Data extracted from a collection:
○ ○ ○

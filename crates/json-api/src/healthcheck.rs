//! Hospital JSON API Healthcheck Handler

use salvo::{oapi::ToSchema, prelude::*};
use serde::{Deserialize, Serialize};

/// Healthcheck response
#[derive(Debug, Serialize, Deserialize, ToSchema)]
pub struct HealthResponse {
    /// Service status
    pub status: String,
}

/// Healthcheck handler
#[endpoint(tags("health"), summary = "Health check endpoint")]
pub(crate) async fn handler() -> Json<HealthResponse> {
    Json(HealthResponse {
        status: "ok".to_string(),
    })
}
use std::sync::atomic::{AtomicUsize, Ordering};

/// Picks a target worker for each enqueue.
///
/// Normal picks are plain round-robin, which is cheap and fair enough. Every
/// n-th pick (16 by default) scans the per-worker load counters and returns
/// the least loaded worker instead, correcting the drift round-robin builds
/// up when tasks have uneven lifetimes. Counters are relaxed and only
/// approximate by design of the scheme.
pub(crate) struct LoadBalancer {
    loads: Vec<AtomicUsize>,
    cursor: AtomicUsize,
    scan_interval: usize,
}

impl LoadBalancer {
    pub fn new(worker_count: usize, scan_interval: usize) -> Self {
        Self {
            loads: (0..worker_count).map(|_| AtomicUsize::new(0)).collect(),
            cursor: AtomicUsize::new(0),
            scan_interval: scan_interval.max(1),
        }
    }

    /// Select a worker index for the next enqueue.
    pub fn select(&self) -> usize {
        let count = self.loads.len();
        if count <= 1 {
            return 0;
        }
        let pick = self.cursor.fetch_add(1, Ordering::Relaxed);
        if pick % self.scan_interval == 0 {
            let mut best = 0;
            let mut least = usize::MAX;
            for (index, load) in self.loads.iter().enumerate() {
                let load = load.load(Ordering::Relaxed);
                if load < least {
                    least = load;
                    best = index;
                }
            }
            return best;
        }
        pick % count
    }

    pub fn increment(&self, index: usize) {
        if let Some(load) = self.loads.get(index) {
            load.fetch_add(1, Ordering::Relaxed);
        }
    }

    /// Saturates at zero, stolen handles decrement the thief's counter.
    pub fn decrement(&self, index: usize) {
        if let Some(load) = self.loads.get(index) {
            let _ = load.fetch_update(Ordering::Relaxed, Ordering::Relaxed, |v| v.checked_sub(1));
        }
    }

    #[cfg(test)]
    pub fn load(&self, index: usize) -> usize {
        self.loads[index].load(Ordering::Relaxed)
    }
}
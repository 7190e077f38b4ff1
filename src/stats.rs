use std::sync::atomic::{AtomicU64, Ordering};

/// Internal atomic counters kept by the scheduler.
#[derive(Default, Debug)]
pub(crate) struct Counters {
    pub tasks_created: AtomicU64,
    pub tasks_completed: AtomicU64,
    pub tasks_cancelled: AtomicU64,
    pub tasks_failed: AtomicU64,
    pub scheduler_invocations: AtomicU64,
    pub timer_events: AtomicU64,
}

impl Counters {
    pub fn snapshot(&self) -> Stats {
        Stats {
            tasks_created: self.tasks_created.load(Ordering::Relaxed),
            tasks_completed: self.tasks_completed.load(Ordering::Relaxed),
            tasks_cancelled: self.tasks_cancelled.load(Ordering::Relaxed),
            tasks_failed: self.tasks_failed.load(Ordering::Relaxed),
            scheduler_invocations: self.scheduler_invocations.load(Ordering::Relaxed),
            timer_events: self.timer_events.load(Ordering::Relaxed),
        }
    }
}

/// Point-in-time snapshot of runtime activity counters.
///
/// Obtained from [`Runtime::stats`](struct.Runtime.html#method.stats).
/// Counters only ever grow; comparing two snapshots gives the activity in
/// between.
#[derive(Copy, Clone, Eq, PartialEq, Hash, Debug, Default)]
pub struct Stats {
    /// Tasks ever spawned on this runtime.
    pub tasks_created: u64,
    /// Tasks that ran to a value.
    pub tasks_completed: u64,
    /// Tasks that ended in the cancelled state.
    pub tasks_cancelled: u64,
    /// Tasks that ended with an error, including captured panics.
    pub tasks_failed: u64,
    /// Calls into `schedule_resume`.
    pub scheduler_invocations: u64,
    /// Timer entries registered.
    pub timer_events: u64,
}

impl Stats {
    /// Tasks that reached any terminal state.
    pub fn tasks_settled(&self) -> u64 {
        self.tasks_completed + self.tasks_cancelled + self.tasks_failed
    }
}

#[cfg(test)]
mod tests {
    use super::*;

    #[test]
    fn test_snapshot_reflects_counters() {
        let counters = Counters::default();
        counters.tasks_created.fetch_add(3, Ordering::Relaxed);
        counters.tasks_completed.fetch_add(2, Ordering::Relaxed);
        counters.tasks_failed.fetch_add(1, Ordering::Relaxed);
        let stats = counters.snapshot();
        assert_eq!(stats.tasks_created, 3);
        assert_eq!(stats.tasks_settled(), 3);
    }
}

○ ○ ○

=== WHAT YOU WILL DO ===
Please provide an exact transcription of each line from the one holding "Timer entries registered." through the final line of the data above.

=== TASK OUTPUT ===
    /// Timer entries registered.
    pub timer_events: u64,
}

impl Stats {
    /// Tasks that reached any terminal state.
    pub fn tasks_settled(&self) -> u64 {
        self.tasks_completed + self.tasks_cancelled + self.tasks_failed
    }
}

#[cfg(test)]
mod tests {
    use super::*;

    #[test]
    fn test_snapshot_reflects_counters() {
        let counters = Counters::default();
        counters.tasks_created.fetch_add(3, Ordering::Relaxed);
        counters.tasks_completed.fetch_add(2, Ordering::Relaxed);
        counters.tasks_failed.fetch_add(1, Ordering::Relaxed);
        let stats = counters.snapshot();
        assert_eq!(stats.tasks_created, 3);
        assert_eq!(stats.tasks_settled(), 3);
    }
}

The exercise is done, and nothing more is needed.